- WORK ORDER:
Each line from the one containing "let board_id = (round" through the final line of the records is to be repeated exactly, with no additions.
RECORDS TO USE: Begin
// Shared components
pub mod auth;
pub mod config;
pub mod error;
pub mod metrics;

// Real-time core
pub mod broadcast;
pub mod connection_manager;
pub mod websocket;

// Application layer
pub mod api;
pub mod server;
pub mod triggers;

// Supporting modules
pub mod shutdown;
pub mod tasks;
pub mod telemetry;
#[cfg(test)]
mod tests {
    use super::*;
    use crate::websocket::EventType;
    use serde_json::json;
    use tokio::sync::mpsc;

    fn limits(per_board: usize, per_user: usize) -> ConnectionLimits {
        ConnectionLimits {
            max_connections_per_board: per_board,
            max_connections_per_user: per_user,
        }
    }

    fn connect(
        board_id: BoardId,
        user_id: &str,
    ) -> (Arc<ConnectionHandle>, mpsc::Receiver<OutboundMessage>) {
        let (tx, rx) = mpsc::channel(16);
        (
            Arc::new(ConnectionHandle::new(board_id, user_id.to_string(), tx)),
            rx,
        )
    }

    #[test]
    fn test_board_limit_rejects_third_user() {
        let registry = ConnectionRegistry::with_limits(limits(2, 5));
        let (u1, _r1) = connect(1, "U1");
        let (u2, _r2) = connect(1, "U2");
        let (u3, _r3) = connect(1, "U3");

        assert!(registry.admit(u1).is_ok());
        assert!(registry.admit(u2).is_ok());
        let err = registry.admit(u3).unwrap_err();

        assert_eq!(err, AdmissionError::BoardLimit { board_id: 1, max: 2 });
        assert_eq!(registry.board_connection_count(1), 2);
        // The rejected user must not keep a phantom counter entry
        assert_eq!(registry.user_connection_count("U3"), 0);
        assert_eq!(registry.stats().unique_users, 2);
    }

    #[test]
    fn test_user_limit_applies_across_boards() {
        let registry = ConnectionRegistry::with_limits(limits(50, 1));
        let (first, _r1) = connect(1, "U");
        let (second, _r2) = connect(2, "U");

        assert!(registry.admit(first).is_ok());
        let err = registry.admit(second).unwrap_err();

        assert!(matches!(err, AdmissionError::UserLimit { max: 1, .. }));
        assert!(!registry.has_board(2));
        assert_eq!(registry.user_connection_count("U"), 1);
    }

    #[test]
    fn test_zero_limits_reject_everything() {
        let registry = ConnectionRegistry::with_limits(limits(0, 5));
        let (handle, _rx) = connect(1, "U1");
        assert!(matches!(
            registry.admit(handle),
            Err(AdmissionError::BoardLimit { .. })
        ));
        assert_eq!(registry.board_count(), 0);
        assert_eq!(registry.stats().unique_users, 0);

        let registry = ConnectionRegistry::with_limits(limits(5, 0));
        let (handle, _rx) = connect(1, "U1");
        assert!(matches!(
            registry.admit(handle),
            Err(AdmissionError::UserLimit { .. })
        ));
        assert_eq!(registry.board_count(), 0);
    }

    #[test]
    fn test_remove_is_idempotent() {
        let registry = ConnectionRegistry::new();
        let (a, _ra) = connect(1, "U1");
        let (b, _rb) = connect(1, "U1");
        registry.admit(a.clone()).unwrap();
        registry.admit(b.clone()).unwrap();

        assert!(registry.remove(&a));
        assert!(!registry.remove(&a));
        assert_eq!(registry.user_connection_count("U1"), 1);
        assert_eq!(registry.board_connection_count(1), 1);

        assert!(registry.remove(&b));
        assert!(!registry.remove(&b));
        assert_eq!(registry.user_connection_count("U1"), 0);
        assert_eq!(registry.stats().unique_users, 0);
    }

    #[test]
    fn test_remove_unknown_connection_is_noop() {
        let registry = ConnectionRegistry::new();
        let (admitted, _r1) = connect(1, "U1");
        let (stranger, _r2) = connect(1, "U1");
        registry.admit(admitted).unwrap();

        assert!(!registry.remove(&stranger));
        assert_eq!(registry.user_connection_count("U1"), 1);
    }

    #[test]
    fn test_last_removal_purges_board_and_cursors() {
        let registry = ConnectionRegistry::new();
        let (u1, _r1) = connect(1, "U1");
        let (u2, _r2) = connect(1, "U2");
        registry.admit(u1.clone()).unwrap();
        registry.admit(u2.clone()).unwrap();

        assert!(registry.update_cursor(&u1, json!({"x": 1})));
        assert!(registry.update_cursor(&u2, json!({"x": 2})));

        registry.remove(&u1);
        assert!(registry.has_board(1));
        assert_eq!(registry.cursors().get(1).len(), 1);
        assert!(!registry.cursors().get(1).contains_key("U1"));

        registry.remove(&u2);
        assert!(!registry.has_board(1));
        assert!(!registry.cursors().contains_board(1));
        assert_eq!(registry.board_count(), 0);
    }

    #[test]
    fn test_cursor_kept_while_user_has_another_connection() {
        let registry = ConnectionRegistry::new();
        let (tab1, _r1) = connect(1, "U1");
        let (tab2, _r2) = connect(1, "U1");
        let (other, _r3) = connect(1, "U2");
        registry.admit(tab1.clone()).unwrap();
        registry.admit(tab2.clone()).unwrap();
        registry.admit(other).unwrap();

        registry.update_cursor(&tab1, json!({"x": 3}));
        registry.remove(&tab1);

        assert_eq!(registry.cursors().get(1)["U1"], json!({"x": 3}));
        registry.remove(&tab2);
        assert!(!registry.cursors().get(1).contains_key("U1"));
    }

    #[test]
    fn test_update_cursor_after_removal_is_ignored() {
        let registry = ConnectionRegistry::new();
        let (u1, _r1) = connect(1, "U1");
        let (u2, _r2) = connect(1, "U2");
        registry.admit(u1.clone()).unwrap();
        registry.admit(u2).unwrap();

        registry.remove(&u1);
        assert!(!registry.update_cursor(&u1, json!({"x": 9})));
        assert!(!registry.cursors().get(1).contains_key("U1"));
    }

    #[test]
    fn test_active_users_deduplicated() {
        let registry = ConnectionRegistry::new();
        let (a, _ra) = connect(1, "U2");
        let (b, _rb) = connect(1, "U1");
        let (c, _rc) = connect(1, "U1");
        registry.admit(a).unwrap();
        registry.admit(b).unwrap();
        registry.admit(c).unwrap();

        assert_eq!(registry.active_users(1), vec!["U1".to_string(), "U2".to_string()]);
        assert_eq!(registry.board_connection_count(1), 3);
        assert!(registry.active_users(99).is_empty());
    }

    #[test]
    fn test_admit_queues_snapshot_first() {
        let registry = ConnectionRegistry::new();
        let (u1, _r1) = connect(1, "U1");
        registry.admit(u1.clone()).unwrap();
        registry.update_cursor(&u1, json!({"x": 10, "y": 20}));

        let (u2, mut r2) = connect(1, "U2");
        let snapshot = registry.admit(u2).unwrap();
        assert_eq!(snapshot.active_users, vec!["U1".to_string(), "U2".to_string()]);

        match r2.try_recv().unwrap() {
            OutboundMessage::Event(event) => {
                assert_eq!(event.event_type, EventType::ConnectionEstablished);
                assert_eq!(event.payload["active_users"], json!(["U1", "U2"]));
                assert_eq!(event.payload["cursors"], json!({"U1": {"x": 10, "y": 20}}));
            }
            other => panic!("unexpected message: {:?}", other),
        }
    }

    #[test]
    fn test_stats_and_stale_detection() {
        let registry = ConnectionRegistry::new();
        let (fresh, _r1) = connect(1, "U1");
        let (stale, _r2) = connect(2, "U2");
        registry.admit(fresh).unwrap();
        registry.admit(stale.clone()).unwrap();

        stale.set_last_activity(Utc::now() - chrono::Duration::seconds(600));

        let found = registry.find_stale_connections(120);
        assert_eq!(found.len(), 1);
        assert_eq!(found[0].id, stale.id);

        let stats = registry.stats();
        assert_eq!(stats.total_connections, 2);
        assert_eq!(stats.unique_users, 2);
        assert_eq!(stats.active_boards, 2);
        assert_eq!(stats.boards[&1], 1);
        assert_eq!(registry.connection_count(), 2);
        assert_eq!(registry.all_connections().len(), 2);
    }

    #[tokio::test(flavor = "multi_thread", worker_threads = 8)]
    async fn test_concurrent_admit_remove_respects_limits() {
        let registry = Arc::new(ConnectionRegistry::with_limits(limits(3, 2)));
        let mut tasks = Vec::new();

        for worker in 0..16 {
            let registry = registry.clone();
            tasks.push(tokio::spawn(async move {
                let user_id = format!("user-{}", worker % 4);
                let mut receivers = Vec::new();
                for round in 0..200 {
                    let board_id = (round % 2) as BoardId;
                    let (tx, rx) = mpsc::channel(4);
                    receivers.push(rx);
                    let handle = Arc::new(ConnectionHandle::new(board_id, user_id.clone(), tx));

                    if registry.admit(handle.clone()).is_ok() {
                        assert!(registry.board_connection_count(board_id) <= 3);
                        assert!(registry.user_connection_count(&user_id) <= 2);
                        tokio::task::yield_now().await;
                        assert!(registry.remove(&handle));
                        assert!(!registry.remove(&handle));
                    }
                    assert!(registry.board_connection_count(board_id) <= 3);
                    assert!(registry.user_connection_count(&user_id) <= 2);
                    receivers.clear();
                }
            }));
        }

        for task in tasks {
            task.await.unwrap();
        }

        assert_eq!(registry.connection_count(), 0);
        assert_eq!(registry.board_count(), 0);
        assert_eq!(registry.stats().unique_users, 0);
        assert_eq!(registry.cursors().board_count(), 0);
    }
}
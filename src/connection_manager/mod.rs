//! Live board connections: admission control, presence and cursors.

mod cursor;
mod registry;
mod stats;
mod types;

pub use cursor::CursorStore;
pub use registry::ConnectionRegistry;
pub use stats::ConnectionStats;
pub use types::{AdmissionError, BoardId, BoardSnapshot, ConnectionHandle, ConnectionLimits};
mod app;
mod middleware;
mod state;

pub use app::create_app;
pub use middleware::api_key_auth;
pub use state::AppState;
RECORDS TO USE: End
- RESULT OF THE EXERCISE:
                    let board_id = (round % 2) as BoardId;
                    let (tx, rx) = mpsc::channel(4);
                    receivers.push(rx);
                    let handle = Arc::new(ConnectionHandle::new(board_id, user_id.clone(), tx));

                    if registry.admit(handle.clone()).is_ok() {
                        assert!(registry.board_connection_count(board_id) <= 3);
                        assert!(registry.user_connection_count(&user_id) <= 2);
                        tokio::task::yield_now().await;
                        assert!(registry.remove(&handle));
                        assert!(!registry.remove(&handle));
                    }
                    assert!(registry.board_connection_count(board_id) <= 3);
                    assert!(registry.user_connection_count(&user_id) <= 2);
                    receivers.clear();
                }
            }));
        }

        for task in tasks {
            task.await.unwrap();
        }

        assert_eq!(registry.connection_count(), 0);
        assert_eq!(registry.board_count(), 0);
        assert_eq!(registry.stats().unique_users, 0);
        assert_eq!(registry.cursors().board_count(), 0);
    }
}
filename src/connection_manager/mod.rs
//! Live board connections: admission control, presence and cursors.

mod cursor;
mod registry;
mod stats;
mod types;

pub use cursor::CursorStore;
pub use registry::ConnectionRegistry;
pub use stats::ConnectionStats;
pub use types::{AdmissionError, BoardId, BoardSnapshot, ConnectionHandle, ConnectionLimits};
mod app;
mod middleware;
mod state;

pub use app::create_app;
pub use middleware::api_key_auth;
pub use state::AppState;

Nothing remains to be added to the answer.